++++ Supplied data ++++
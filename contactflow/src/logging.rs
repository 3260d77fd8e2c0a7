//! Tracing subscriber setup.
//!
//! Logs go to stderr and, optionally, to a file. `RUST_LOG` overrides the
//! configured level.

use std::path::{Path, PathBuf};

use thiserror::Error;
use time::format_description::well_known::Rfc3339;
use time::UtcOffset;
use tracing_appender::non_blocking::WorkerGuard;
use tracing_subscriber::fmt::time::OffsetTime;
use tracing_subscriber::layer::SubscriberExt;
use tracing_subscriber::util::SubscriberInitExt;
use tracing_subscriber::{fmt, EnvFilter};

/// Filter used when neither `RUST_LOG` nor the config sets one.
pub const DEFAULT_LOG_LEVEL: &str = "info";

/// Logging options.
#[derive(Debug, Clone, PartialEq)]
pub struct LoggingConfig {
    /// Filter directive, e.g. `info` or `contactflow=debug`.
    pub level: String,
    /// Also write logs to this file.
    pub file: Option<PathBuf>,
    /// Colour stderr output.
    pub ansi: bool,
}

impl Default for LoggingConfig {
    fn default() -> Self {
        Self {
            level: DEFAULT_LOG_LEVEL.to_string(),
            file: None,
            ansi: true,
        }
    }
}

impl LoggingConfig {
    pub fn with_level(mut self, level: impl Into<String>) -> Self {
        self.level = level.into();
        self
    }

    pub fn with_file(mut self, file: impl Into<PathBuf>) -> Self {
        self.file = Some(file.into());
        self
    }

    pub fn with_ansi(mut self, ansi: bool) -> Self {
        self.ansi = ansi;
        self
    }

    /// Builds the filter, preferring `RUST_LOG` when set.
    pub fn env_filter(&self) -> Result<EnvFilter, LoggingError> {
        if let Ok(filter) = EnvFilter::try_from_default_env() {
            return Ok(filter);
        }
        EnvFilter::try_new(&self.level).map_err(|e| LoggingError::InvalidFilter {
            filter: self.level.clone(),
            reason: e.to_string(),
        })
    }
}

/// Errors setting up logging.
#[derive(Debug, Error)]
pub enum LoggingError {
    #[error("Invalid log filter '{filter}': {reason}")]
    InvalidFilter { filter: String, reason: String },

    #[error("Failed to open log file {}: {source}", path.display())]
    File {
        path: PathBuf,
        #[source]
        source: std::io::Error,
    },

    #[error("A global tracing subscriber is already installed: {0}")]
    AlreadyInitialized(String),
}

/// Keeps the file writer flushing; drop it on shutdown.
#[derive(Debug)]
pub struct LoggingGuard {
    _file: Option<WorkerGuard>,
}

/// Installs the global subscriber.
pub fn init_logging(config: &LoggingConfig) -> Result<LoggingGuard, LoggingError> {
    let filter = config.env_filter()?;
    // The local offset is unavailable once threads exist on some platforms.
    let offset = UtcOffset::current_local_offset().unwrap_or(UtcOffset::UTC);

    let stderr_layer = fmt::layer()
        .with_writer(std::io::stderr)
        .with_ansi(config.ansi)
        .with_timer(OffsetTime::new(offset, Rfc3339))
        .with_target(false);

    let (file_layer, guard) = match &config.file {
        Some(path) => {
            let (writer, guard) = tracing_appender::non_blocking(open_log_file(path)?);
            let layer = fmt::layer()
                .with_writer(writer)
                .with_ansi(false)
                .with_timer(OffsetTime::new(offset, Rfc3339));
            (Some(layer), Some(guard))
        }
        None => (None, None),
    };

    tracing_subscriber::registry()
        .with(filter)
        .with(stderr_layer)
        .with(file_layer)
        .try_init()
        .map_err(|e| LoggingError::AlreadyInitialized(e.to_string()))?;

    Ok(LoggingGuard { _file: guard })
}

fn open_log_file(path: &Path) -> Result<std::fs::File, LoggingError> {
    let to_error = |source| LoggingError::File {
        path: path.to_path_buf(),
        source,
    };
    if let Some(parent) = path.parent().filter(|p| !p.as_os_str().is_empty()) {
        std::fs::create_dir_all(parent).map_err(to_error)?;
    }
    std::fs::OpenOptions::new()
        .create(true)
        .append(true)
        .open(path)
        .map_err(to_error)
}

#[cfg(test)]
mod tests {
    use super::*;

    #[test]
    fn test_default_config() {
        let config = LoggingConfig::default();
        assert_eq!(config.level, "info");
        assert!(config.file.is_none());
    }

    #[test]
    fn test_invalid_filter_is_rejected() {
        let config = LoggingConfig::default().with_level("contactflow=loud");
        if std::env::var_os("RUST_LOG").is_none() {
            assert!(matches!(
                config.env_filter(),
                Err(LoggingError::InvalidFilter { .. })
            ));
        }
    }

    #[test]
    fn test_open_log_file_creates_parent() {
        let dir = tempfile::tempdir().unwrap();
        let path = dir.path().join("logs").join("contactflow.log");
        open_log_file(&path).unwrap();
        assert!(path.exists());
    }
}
++++
++++ Supplied data ++++
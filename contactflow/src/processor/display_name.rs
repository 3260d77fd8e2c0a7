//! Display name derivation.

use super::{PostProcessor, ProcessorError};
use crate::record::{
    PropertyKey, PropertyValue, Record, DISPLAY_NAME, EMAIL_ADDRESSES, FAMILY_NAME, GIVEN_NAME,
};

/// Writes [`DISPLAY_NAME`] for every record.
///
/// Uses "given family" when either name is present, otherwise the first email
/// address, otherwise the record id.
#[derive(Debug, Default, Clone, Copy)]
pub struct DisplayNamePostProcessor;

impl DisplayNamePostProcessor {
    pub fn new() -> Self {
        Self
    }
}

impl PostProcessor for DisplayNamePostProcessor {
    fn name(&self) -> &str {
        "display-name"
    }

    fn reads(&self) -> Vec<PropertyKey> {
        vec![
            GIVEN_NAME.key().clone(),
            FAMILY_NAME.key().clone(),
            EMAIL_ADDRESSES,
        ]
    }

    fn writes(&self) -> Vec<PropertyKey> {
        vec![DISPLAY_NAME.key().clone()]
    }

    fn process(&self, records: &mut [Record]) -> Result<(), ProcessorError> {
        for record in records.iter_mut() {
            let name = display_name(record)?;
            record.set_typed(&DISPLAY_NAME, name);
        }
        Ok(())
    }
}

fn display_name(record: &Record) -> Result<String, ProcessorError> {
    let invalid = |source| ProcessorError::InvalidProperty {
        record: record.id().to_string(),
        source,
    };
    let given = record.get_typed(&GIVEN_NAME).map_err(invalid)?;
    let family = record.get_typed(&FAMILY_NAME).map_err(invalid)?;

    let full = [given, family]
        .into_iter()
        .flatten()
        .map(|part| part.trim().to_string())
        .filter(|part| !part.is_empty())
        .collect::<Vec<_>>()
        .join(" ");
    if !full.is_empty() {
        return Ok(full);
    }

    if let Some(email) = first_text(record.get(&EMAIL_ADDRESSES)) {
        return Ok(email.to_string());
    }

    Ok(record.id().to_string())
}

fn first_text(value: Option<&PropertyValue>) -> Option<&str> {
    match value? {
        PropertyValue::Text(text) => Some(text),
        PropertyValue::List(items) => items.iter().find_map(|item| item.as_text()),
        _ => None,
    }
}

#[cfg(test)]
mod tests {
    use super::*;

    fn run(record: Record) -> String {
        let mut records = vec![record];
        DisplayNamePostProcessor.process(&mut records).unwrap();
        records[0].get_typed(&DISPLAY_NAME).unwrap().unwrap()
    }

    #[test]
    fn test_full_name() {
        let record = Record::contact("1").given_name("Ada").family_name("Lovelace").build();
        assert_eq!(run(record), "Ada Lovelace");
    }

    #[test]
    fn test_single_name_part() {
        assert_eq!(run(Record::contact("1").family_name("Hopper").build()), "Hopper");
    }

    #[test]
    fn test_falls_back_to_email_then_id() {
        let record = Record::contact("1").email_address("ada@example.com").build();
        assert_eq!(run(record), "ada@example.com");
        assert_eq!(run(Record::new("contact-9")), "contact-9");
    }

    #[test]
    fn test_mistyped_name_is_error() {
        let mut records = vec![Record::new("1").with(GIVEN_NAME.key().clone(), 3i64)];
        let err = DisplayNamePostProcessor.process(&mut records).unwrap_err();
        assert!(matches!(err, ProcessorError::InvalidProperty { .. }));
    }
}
++++
▶ **Task directions**: If a line in the records holds the string "filename", count it, and give only the total.

▶ **Output of the task**: 2